The data:

//! Point-in-time dashboard numbers with month-over-month trends.
//!
//! Windows follow calendar months in UTC: the current month so far and the
//! full month before it. `pending` and `approved` count topics by their
//! *current* status, restricted by *creation* time, the same basis as `total`.

use chrono::{DateTime, Datelike, Days, Months, NaiveDate, NaiveTime, Utc};
use serde::Serialize;

use crate::domain::{
    repository::{CreatedWindow, RepositoryError, TopicRepository, query::CountFilter},
    topic::TopicStatus,
};

#[derive(Debug, Clone, Copy, PartialEq, Serialize)]
#[serde(rename_all = "camelCase")]
pub struct StatMetric {
    pub count: u64,
    pub previous_count: u64,
    pub trend: f64,
}

impl StatMetric {
    pub fn new(count: u64, previous_count: u64) -> Self {
        Self {
            count,
            previous_count,
            trend: trend(count, previous_count),
        }
    }
}

#[derive(Debug, Clone, PartialEq, Serialize)]
#[serde(rename_all = "camelCase")]
pub struct TopicStats {
    pub total: StatMetric,
    pub pending: StatMetric,
    pub approved: StatMetric,
    /// Percentage of approved topics, as an integer in `count`
    pub success_rate: StatMetric,
    pub last_updated: DateTime<Utc>,
}

/// Raw counts the report is derived from
#[derive(Debug, Clone, Copy, Default, PartialEq, Eq)]
pub struct StatsCounts {
    pub total_current: u64,
    pub total_previous: u64,
    pub pending_current: u64,
    pub pending_previous: u64,
    pub approved_current: u64,
    pub approved_previous: u64,
    pub total_all: u64,
    pub approved_all: u64,
}

impl StatsCounts {
    /// The success-rate trend compares the all-time rate with the rate of
    /// last month's topics only. The two sides have different bases; this is
    /// how the dashboard has always reported it.
    pub fn into_stats(self, now: DateTime<Utc>) -> TopicStats {
        let rate = success_rate(self.approved_all, self.total_all);
        let previous_rate = success_rate(self.approved_previous, self.total_previous);

        TopicStats {
            total: StatMetric::new(self.total_current, self.total_previous),
            pending: StatMetric::new(self.pending_current, self.pending_previous),
            approved: StatMetric::new(self.approved_current, self.approved_previous),
            success_rate: StatMetric::new(rate, previous_rate),
            last_updated: now,
        }
    }
}

/// Percentage change from `previous` to `current`, one decimal.
///
/// Growth from nothing reports 100, nothing from nothing reports 0.
pub fn trend(current: u64, previous: u64) -> f64 {
    if previous == 0 {
        return if current > 0 { 100.0 } else { 0.0 };
    }
    let change = (current as f64 - previous as f64) / previous as f64 * 100.0;
    round_half_up(change * 10.0) / 10.0
}

/// Integer percentage of approved over total; zero topics gives 0
pub fn success_rate(approved: u64, total: u64) -> u64 {
    let rate = approved as f64 / total.max(1) as f64 * 100.0;
    round_half_up(rate) as u64
}

// halves round towards positive infinity, so -2.5 becomes -2
fn round_half_up(value: f64) -> f64 {
    (value + 0.5).floor()
}

/// Current calendar month and the full month before it
pub fn month_windows(now: DateTime<Utc>) -> (CreatedWindow, CreatedWindow) {
    let today = now.date_naive();
    let this_month = today - Days::new(u64::from(today.day0()));
    let next_month = this_month + Months::new(1);
    let last_month = this_month - Months::new(1);

    let current = CreatedWindow {
        start: start_of(this_month),
        end: start_of(next_month),
    };
    let previous = CreatedWindow {
        start: start_of(last_month),
        end: start_of(this_month),
    };
    (current, previous)
}

fn start_of(day: NaiveDate) -> DateTime<Utc> {
    day.and_time(NaiveTime::MIN).and_utc()
}

/// Runs every count the report needs against the record store
pub async fn gather<R: TopicRepository>(
    repository: &R,
    now: DateTime<Utc>,
) -> Result<StatsCounts, RepositoryError> {
    let (current, previous) = month_windows(now);

    let (
        total_current,
        total_previous,
        pending_current,
        pending_previous,
        approved_current,
        approved_previous,
        total_all,
        approved_all,
    ) = futures::try_join!(
        repository.count(CountFilter::created_within(current)),
        repository.count(CountFilter::created_within(previous)),
        repository.count(CountFilter::created_within(current).with_status(TopicStatus::Pending)),
        repository.count(CountFilter::created_within(previous).with_status(TopicStatus::Pending)),
        repository.count(CountFilter::created_within(current).with_status(TopicStatus::Approved)),
        repository.count(CountFilter::created_within(previous).with_status(TopicStatus::Approved)),
        repository.count(CountFilter::all()),
        repository.count(CountFilter::all().with_status(TopicStatus::Approved)),
    )?;

    Ok(StatsCounts {
        total_current,
        total_previous,
        pending_current,
        pending_previous,
        approved_current,
        approved_previous,
        total_all,
        approved_all,
    })
}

Problem details: All of the material above needs to be output exactly, with no line left out.

Solution to this exercise:
//! Point-in-time dashboard numbers with month-over-month trends.
//!
//! Windows follow calendar months in UTC: the current month so far and the
//! full month before it. `pending` and `approved` count topics by their
//! *current* status, restricted by *creation* time, the same basis as `total`.

use chrono::{DateTime, Datelike, Days, Months, NaiveDate, NaiveTime, Utc};
use serde::Serialize;

use crate::domain::{
    repository::{CreatedWindow, RepositoryError, TopicRepository, query::CountFilter},
    topic::TopicStatus,
};

#[derive(Debug, Clone, Copy, PartialEq, Serialize)]
#[serde(rename_all = "camelCase")]
pub struct StatMetric {
    pub count: u64,
    pub previous_count: u64,
    pub trend: f64,
}

impl StatMetric {
    pub fn new(count: u64, previous_count: u64) -> Self {
        Self {
            count,
            previous_count,
            trend: trend(count, previous_count),
        }
    }
}

#[derive(Debug, Clone, PartialEq, Serialize)]
#[serde(rename_all = "camelCase")]
pub struct TopicStats {
    pub total: StatMetric,
    pub pending: StatMetric,
    pub approved: StatMetric,
    /// Percentage of approved topics, as an integer in `count`
    pub success_rate: StatMetric,
    pub last_updated: DateTime<Utc>,
}

/// Raw counts the report is derived from
#[derive(Debug, Clone, Copy, Default, PartialEq, Eq)]
pub struct StatsCounts {
    pub total_current: u64,
    pub total_previous: u64,
    pub pending_current: u64,
    pub pending_previous: u64,
    pub approved_current: u64,
    pub approved_previous: u64,
    pub total_all: u64,
    pub approved_all: u64,
}

impl StatsCounts {
    /// The success-rate trend compares the all-time rate with the rate of
    /// last month's topics only. The two sides have different bases; this is
    /// how the dashboard has always reported it.
    pub fn into_stats(self, now: DateTime<Utc>) -> TopicStats {
        let rate = success_rate(self.approved_all, self.total_all);
        let previous_rate = success_rate(self.approved_previous, self.total_previous);

        TopicStats {
            total: StatMetric::new(self.total_current, self.total_previous),
            pending: StatMetric::new(self.pending_current, self.pending_previous),
            approved: StatMetric::new(self.approved_current, self.approved_previous),
            success_rate: StatMetric::new(rate, previous_rate),
            last_updated: now,
        }
    }
}

/// Percentage change from `previous` to `current`, one decimal.
///
/// Growth from nothing reports 100, nothing from nothing reports 0.
pub fn trend(current: u64, previous: u64) -> f64 {
    if previous == 0 {
        return if current > 0 { 100.0 } else { 0.0 };
    }
    let change = (current as f64 - previous as f64) / previous as f64 * 100.0;
    round_half_up(change * 10.0) / 10.0
}

/// Integer percentage of approved over total; zero topics gives 0
pub fn success_rate(approved: u64, total: u64) -> u64 {
    let rate = approved as f64 / total.max(1) as f64 * 100.0;
    round_half_up(rate) as u64
}

// halves round towards positive infinity, so -2.5 becomes -2
fn round_half_up(value: f64) -> f64 {
    (value + 0.5).floor()
}

/// Current calendar month and the full month before it
pub fn month_windows(now: DateTime<Utc>) -> (CreatedWindow, CreatedWindow) {
    let today = now.date_naive();
    let this_month = today - Days::new(u64::from(today.day0()));
    let next_month = this_month + Months::new(1);
    let last_month = this_month - Months::new(1);

    let current = CreatedWindow {
        start: start_of(this_month),
        end: start_of(next_month),
    };
    let previous = CreatedWindow {
        start: start_of(last_month),
        end: start_of(this_month),
    };
    (current, previous)
}

fn start_of(day: NaiveDate) -> DateTime<Utc> {
    day.and_time(NaiveTime::MIN).and_utc()
}

/// Runs every count the report needs against the record store
pub async fn gather<R: TopicRepository>(
    repository: &R,
    now: DateTime<Utc>,
) -> Result<StatsCounts, RepositoryError> {
    let (current, previous) = month_windows(now);

    let (
        total_current,
        total_previous,
        pending_current,
        pending_previous,
        approved_current,
        approved_previous,
        total_all,
        approved_all,
    ) = futures::try_join!(
        repository.count(CountFilter::created_within(current)),
        repository.count(CountFilter::created_within(previous)),
        repository.count(CountFilter::created_within(current).with_status(TopicStatus::Pending)),
        repository.count(CountFilter::created_within(previous).with_status(TopicStatus::Pending)),
        repository.count(CountFilter::created_within(current).with_status(TopicStatus::Approved)),
        repository.count(CountFilter::created_within(previous).with_status(TopicStatus::Approved)),
        repository.count(CountFilter::all()),
        repository.count(CountFilter::all().with_status(TopicStatus::Approved)),
    )?;

    Ok(StatsCounts {
        total_current,
        total_previous,
        pending_current,
        pending_previous,
        approved_current,
        approved_previous,
        total_all,
        approved_all,
    })
}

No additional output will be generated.